* _Exercise description_:
Go through the records and report each line holding the string "window".

Segment Start: Data

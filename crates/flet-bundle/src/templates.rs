//! Script snippets injected into the web runtime's `index.html`.

use minijinja::{context, Environment};

use crate::options::WebRenderer;

/// Template engine for the index snippets, using minijinja.
pub struct TemplateEngine {
    env: Environment<'static>,
}

impl TemplateEngine {
    /// Create a new template engine with the built-in snippets.
    pub fn new() -> Self {
        let mut env = Environment::new();

        env.add_template_owned("pyodide.html".to_string(), PYODIDE_TEMPLATE.to_string())
            .expect("Failed to add pyodide template");

        env.add_template_owned("renderer.html".to_string(), RENDERER_TEMPLATE.to_string())
            .expect("Failed to add renderer template");

        Self { env }
    }

    /// Render the block that boots the Python app inside pyodide.
    pub fn render_pyodide(&self, pre: bool, module_name: &str) -> Result<String, minijinja::Error> {
        let tmpl = self.env.get_template("pyodide.html")?;

        tmpl.render(context! {
            pre => js_literal(&pre),
            module_name => js_literal(module_name),
        })
    }

    /// Render the script selecting the Flutter web renderer.
    pub fn render_renderer(&self, renderer: WebRenderer) -> Result<String, minijinja::Error> {
        let tmpl = self.env.get_template("renderer.html")?;

        tmpl.render(context! {
            renderer => js_literal(renderer.as_str()),
        })
    }
}

impl Default for TemplateEngine {
    fn default() -> Self {
        Self::new()
    }
}

/// Encode a value as a JavaScript literal.
fn js_literal<T: serde::Serialize + ?Sized>(value: &T) -> String {
    serde_json::to_string(value).unwrap_or_else(|_| "null".to_string())
}

const PYODIDE_TEMPLATE: &str = r##"
<script>
    var micropipIncludePre = {{ pre | safe }};
    var pythonModuleName = {{ module_name | safe }};
</script>
<script src="python.js"></script>
"##;

const RENDERER_TEMPLATE: &str =
    r##"<script>window.flutterWebRenderer={{ renderer | safe }};</script>"##;

#[cfg(test)]
mod tests {
    use super::*;
    use pretty_assertions::assert_eq;

    #[test]
    fn renders_pyodide_block() {
        let engine = TemplateEngine::new();

        let html = engine.render_pyodide(true, "main").unwrap();

        assert!(html.contains("var micropipIncludePre = true;"));
        assert!(html.contains(r#"var pythonModuleName = "main";"#));
        assert!(html.contains(r#"<script src="python.js"></script>"#));
    }

    #[test]
    fn escapes_module_name_as_js_string() {
        let engine = TemplateEngine::new();

        let html = engine.render_pyodide(false, r#"my"app"#).unwrap();

        assert!(html.contains("var micropipIncludePre = false;"));
        assert!(html.contains(r#"var pythonModuleName = "my\"app";"#));
    }

    #[test]
    fn renders_renderer_script() {
        let engine = TemplateEngine::new();

        let html = engine.render_renderer(WebRenderer::Html).unwrap();

        assert_eq!(html, r#"<script>window.flutterWebRenderer="html";</script>"#);
    }
}
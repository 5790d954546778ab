//! Write a default publish.toml.

use std::fs;
use std::path::Path;

use anyhow::{Context, Result};

use crate::config::DEFAULT_CONFIG;

/// Run the init command.
pub fn run(config_path: &Path, yes: bool) -> Result<()> {
    if config_path.exists() && !yes {
        tracing::warn!(
            "{} already exists. Use --yes to overwrite.",
            config_path.display()
        );
        return Ok(());
    }

    fs::write(config_path, DEFAULT_CONFIG)
        .with_context(|| format!("Failed to write {}", config_path.display()))?;
    tracing::info!("Created {}", config_path.display());

    Ok(())
}
//! CLI subcommands.

pub mod init;
pub mod publish;
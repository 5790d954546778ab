//! Publish command: package an app as a static web bundle.

use std::env;
use std::path::{Path, PathBuf};

use anyhow::{Context, Result};
use flet_bundle::{BundleBuilder, BundleConfig};

use crate::config::{load_config, PublishSettings};
use crate::PublishArgs;

/// Runtime directory name looked up next to the executable.
const WEB_DIR: &str = "web";

/// Run the publish command.
pub fn run(args: PublishArgs, config_path: &Path) -> Result<()> {
    let settings = load_config(config_path)?.publish;
    let working_dir = env::current_dir().context("Failed to read current directory")?;

    let config = bundle_config(args, settings, config_path, working_dir)?;
    let result = BundleBuilder::new(config).build()?;

    tracing::info!(
        "Packaged {} entries with {} requirements in {}ms",
        result.archived,
        result.requirements.len(),
        result.duration_ms
    );

    tracing::info!("Output: {}", result.output_dir.display());

    Ok(())
}

/// Merge command-line arguments over config file settings.
fn bundle_config(
    args: PublishArgs,
    settings: PublishSettings,
    config_path: &Path,
    working_dir: PathBuf,
) -> Result<BundleConfig> {
    // Paths in the config file are relative to the file, not the cwd.
    let config_dir = working_dir.join(config_path.parent().unwrap_or(Path::new("")));
    let from_config = |path: PathBuf| config_dir.join(path);

    let web_dir = match args.web_dir.or(settings.web_dir.map(from_config)) {
        Some(dir) => dir,
        None => default_web_dir()?,
    };

    Ok(BundleConfig {
        script_path: args.script,
        web_dir,
        output_dir: args.distpath.or(settings.distpath.map(from_config)),
        assets_dir: args.assets_dir.or(settings.assets),
        pre: args.pre || settings.pre,
        app_title: args.app_title.or(settings.app_title),
        app_description: args.app_description.or(settings.app_description),
        base_url: args.base_url.or(settings.base_url),
        web_renderer: args
            .web_renderer
            .or(settings.web_renderer)
            .unwrap_or_default(),
        route_url_strategy: args
            .route_url_strategy
            .or(settings.route_url_strategy)
            .unwrap_or_default(),
        exclude: vec![config_path.to_path_buf()],
        working_dir,
    })
}

/// `web/` next to the running executable.
fn default_web_dir() -> Result<PathBuf> {
    let exe = env::current_exe().context("Failed to locate the flet-publish executable")?;
    let dir = exe
        .parent()
        .map(|p| p.join(WEB_DIR))
        .unwrap_or_else(|| PathBuf::from(WEB_DIR));
    Ok(dir)
}

#[cfg(test)]
mod tests {
    use super::*;
    use flet_bundle::{RouteUrlStrategy, WebRenderer};

    fn args(script: &str) -> PublishArgs {
        PublishArgs {
            script: PathBuf::from(script),
            pre: false,
            assets_dir: None,
            app_title: None,
            app_description: None,
            base_url: None,
            web_renderer: None,
            route_url_strategy: None,
            distpath: None,
            web_dir: Some(PathBuf::from("/opt/flet/web")),
        }
    }

    #[test]
    fn flags_override_config() {
        let settings = PublishSettings {
            app_title: Some("From config".to_string()),
            base_url: Some("config".to_string()),
            web_renderer: Some(WebRenderer::Html),
            assets: Some(PathBuf::from("static")),
            ..Default::default()
        };
        let args = PublishArgs {
            app_title: Some("From flag".to_string()),
            web_renderer: Some(WebRenderer::Canvaskit),
            ..args("main.py")
        };

        let config =
            bundle_config(args, settings, Path::new("publish.toml"), PathBuf::from("/work"))
                .unwrap();

        assert_eq!(config.app_title.as_deref(), Some("From flag"));
        assert_eq!(config.base_url.as_deref(), Some("config"));
        assert_eq!(config.web_renderer, WebRenderer::Canvaskit);
        assert_eq!(config.assets_dir, Some(PathBuf::from("static")));
        assert_eq!(config.route_url_strategy, RouteUrlStrategy::Path);
        assert_eq!(config.web_dir, PathBuf::from("/opt/flet/web"));
        assert_eq!(config.exclude, vec![PathBuf::from("publish.toml")]);
    }

    #[test]
    fn config_paths_resolve_against_config_dir() {
        let settings = PublishSettings {
            web_dir: Some(PathBuf::from("runtime/web")),
            distpath: Some(PathBuf::from("public")),
            assets: Some(PathBuf::from("static")),
            ..Default::default()
        };
        let args = PublishArgs {
            web_dir: None,
            ..args("main.py")
        };

        let config = bundle_config(
            args,
            settings,
            Path::new("deploy/publish.toml"),
            PathBuf::from("/work"),
        )
        .unwrap();

        assert_eq!(config.web_dir, PathBuf::from("/work/deploy/runtime/web"));
        assert_eq!(config.output_dir, Some(PathBuf::from("/work/deploy/public")));
        // assets stay relative to the app script
        assert_eq!(config.assets_dir, Some(PathBuf::from("static")));
    }

    #[test]
    fn flag_paths_stay_relative_to_cwd() {
        let settings = PublishSettings {
            distpath: Some(PathBuf::from("public")),
            ..Default::default()
        };
        let args = PublishArgs {
            distpath: Some(PathBuf::from("out")),
            ..args("main.py")
        };

        let config = bundle_config(
            args,
            settings,
            Path::new("deploy/publish.toml"),
            PathBuf::from("/work"),
        )
        .unwrap();

        assert_eq!(config.output_dir, Some(PathBuf::from("out")));
        assert_eq!(config.web_dir, PathBuf::from("/opt/flet/web"));
    }

    #[test]
    fn pre_is_enabled_by_either_source() {
        let settings = PublishSettings {
            pre: true,
            ..Default::default()
        };

        let config =
            bundle_config(args("main.py"), settings, Path::new("publish.toml"), PathBuf::from("/w"))
                .unwrap();

        assert!(config.pre);
    }

    #[test]
    fn falls_back_to_web_dir_next_to_binary() {
        let args = PublishArgs {
            web_dir: None,
            ..args("main.py")
        };

        let config = bundle_config(
            args,
            PublishSettings::default(),
            Path::new("publish.toml"),
            PathBuf::from("/w"),
        )
        .unwrap();

        assert!(config.web_dir.ends_with(WEB_DIR));
    }
}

Segment End: Data

* _Answer box_:
    r##"<script>window.flutterWebRenderer={{ renderer | safe }};</script>"##;
        assert_eq!(html, r#"<script>window.flutterWebRenderer="html";</script>"#);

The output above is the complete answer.